┌────────
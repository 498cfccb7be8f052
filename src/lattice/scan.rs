// Copyright (C) 2025 Jeremy J. Carroll. See LICENSE for details.

//! Scans over the whole node space, recorded or not.
//!
//! These walk every node of the space (or of one level) and so cost time proportional to the
//! space, not to the stored data. The property scans evaluate the property engine at each
//! node.

use super::Lattice;
use crate::error::Result;
use crate::property::PredictiveProperty;
use crate::trie::walk::{Dense, Walk};
use crate::trie::{Identifiers, Nodes};
use std::sync::Arc;

impl<T, U> Lattice<T, U> {
    /// Record every node of the space in the master trie.
    pub fn materialize(&mut self) {
        let before = self.master.len();
        let mut walk = Walk::new(Arc::clone(&self.space), None);
        while walk.advance(&Dense) {
            self.master.put(walk.element());
        }
        if self.master.len() != before {
            self.generation += 1;
        }
        tracing::debug!(
            added = self.master.len() - before,
            bytes = self.master.byte_size(),
            "materialized lattice"
        );
    }

    /// Every node of the space, in lexicographic order.
    pub fn all_nodes(&self) -> Nodes<'static> {
        Nodes::over_space(Walk::new(Arc::clone(&self.space), None))
    }

    /// Every node on `level`.
    pub fn all_nodes_at_level(&self, level: usize) -> Result<Nodes<'static>> {
        self.space.check_level(level)?;
        Ok(Nodes::over_space(Walk::new(
            Arc::clone(&self.space),
            Some(level),
        )))
    }

    /// Every identifier of the space, ascending.
    pub fn all_identifiers(&self) -> Identifiers<'static> {
        Identifiers::over_space(Walk::new(Arc::clone(&self.space), None))
    }

    pub fn all_identifiers_at_level(&self, level: usize) -> Result<Identifiers<'static>> {
        self.space.check_level(level)?;
        Ok(Identifiers::over_space(Walk::new(
            Arc::clone(&self.space),
            Some(level),
        )))
    }

    /// Identifiers on `level` at which `property` holds.
    pub fn nodes_with_property<'a>(
        &'a self,
        property: &'a PredictiveProperty,
        level: usize,
    ) -> Result<impl Iterator<Item = u64> + 'a> {
        Ok(self
            .all_identifiers_at_level(level)?
            .filter(move |&id| self.has_property_unchecked(property, id)))
    }

    /// Identifiers on `level` at which some property holds.
    pub fn nodes_with_any_property(&self, level: usize) -> Result<impl Iterator<Item = u64> + '_> {
        Ok(self
            .all_identifiers_at_level(level)?
            .filter(move |&id| self.has_any_property_unchecked(id)))
    }

    /// Identifiers on `level` at which no property holds.
    pub fn nodes_without_property(&self, level: usize) -> Result<impl Iterator<Item = u64> + '_> {
        Ok(self
            .all_identifiers_at_level(level)?
            .filter(move |&id| !self.has_any_property_unchecked(id)))
    }

    /// Identifiers of the whole space at which no property holds.
    pub fn nodes_without_any_property(&self) -> impl Iterator<Item = u64> + '_ {
        self.all_identifiers()
            .filter(move |&id| !self.has_any_property_unchecked(id))
    }

    fn has_property_unchecked(&self, property: &PredictiveProperty, id: u64) -> bool {
        let key = self.space.packed_unchecked(id);
        self.properties.has(property, &key, id)
    }

    fn has_any_property_unchecked(&self, id: u64) -> bool {
        let key = self.space.packed_unchecked(id);
        self.properties.has_any(&key, id)
    }
}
└────────
Work to be completed: Return the material above unaltered. Include every line.

Exercise output:
repository 498cfccb7be8f052
filename src/lattice/scan.rs
// Copyright (C) 2025 Jeremy J. Carroll. See LICENSE for details.

//! Scans over the whole node space, recorded or not.
//!
//! These walk every node of the space (or of one level) and so cost time proportional to the
//! space, not to the stored data. The property scans evaluate the property engine at each
//! node.

use super::Lattice;
use crate::error::Result;
use crate::property::PredictiveProperty;
use crate::trie::walk::{Dense, Walk};
use crate::trie::{Identifiers, Nodes};
use std::sync::Arc;

impl<T, U> Lattice<T, U> {
    /// Record every node of the space in the master trie.
    pub fn materialize(&mut self) {
        let before = self.master.len();
        let mut walk = Walk::new(Arc::clone(&self.space), None);
        while walk.advance(&Dense) {
            self.master.put(walk.element());
        }
        if self.master.len() != before {
            self.generation += 1;
        }
        tracing::debug!(
            added = self.master.len() - before,
            bytes = self.master.byte_size(),
            "materialized lattice"
        );
    }

    /// Every node of the space, in lexicographic order.
    pub fn all_nodes(&self) -> Nodes<'static> {
        Nodes::over_space(Walk::new(Arc::clone(&self.space), None))
    }

    /// Every node on `level`.
    pub fn all_nodes_at_level(&self, level: usize) -> Result<Nodes<'static>> {
        self.space.check_level(level)?;
        Ok(Nodes::over_space(Walk::new(
            Arc::clone(&self.space),
            Some(level),
        )))
    }

    /// Every identifier of the space, ascending.
    pub fn all_identifiers(&self) -> Identifiers<'static> {
        Identifiers::over_space(Walk::new(Arc::clone(&self.space), None))
    }

    pub fn all_identifiers_at_level(&self, level: usize) -> Result<Identifiers<'static>> {
        self.space.check_level(level)?;
        Ok(Identifiers::over_space(Walk::new(
            Arc::clone(&self.space),
            Some(level),
        )))
    }

    /// Identifiers on `level` at which `property` holds.
    pub fn nodes_with_property<'a>(
        &'a self,
        property: &'a PredictiveProperty,
        level: usize,
    ) -> Result<impl Iterator<Item = u64> + 'a> {
        Ok(self
            .all_identifiers_at_level(level)?
            .filter(move |&id| self.has_property_unchecked(property, id)))
    }

    /// Identifiers on `level` at which some property holds.
    pub fn nodes_with_any_property(&self, level: usize) -> Result<impl Iterator<Item = u64> + '_> {
        Ok(self
            .all_identifiers_at_level(level)?
            .filter(move |&id| self.has_any_property_unchecked(id)))
    }

    /// Identifiers on `level` at which no property holds.
    pub fn nodes_without_property(&self, level: usize) -> Result<impl Iterator<Item = u64> + '_> {
        Ok(self
            .all_identifiers_at_level(level)?
            .filter(move |&id| !self.has_any_property_unchecked(id)))
    }

    /// Identifiers of the whole space at which no property holds.
    pub fn nodes_without_any_property(&self) -> impl Iterator<Item = u64> + '_ {
        self.all_identifiers()
            .filter(move |&id| !self.has_any_property_unchecked(id))
    }

    fn has_property_unchecked(&self, property: &PredictiveProperty, id: u64) -> bool {
        let key = self.space.packed_unchecked(id);
        self.properties.has(property, &key, id)
    }

    fn has_any_property_unchecked(&self, id: u64) -> bool {
        let key = self.space.packed_unchecked(id);
        self.properties.has_any(&key, id)
    }
}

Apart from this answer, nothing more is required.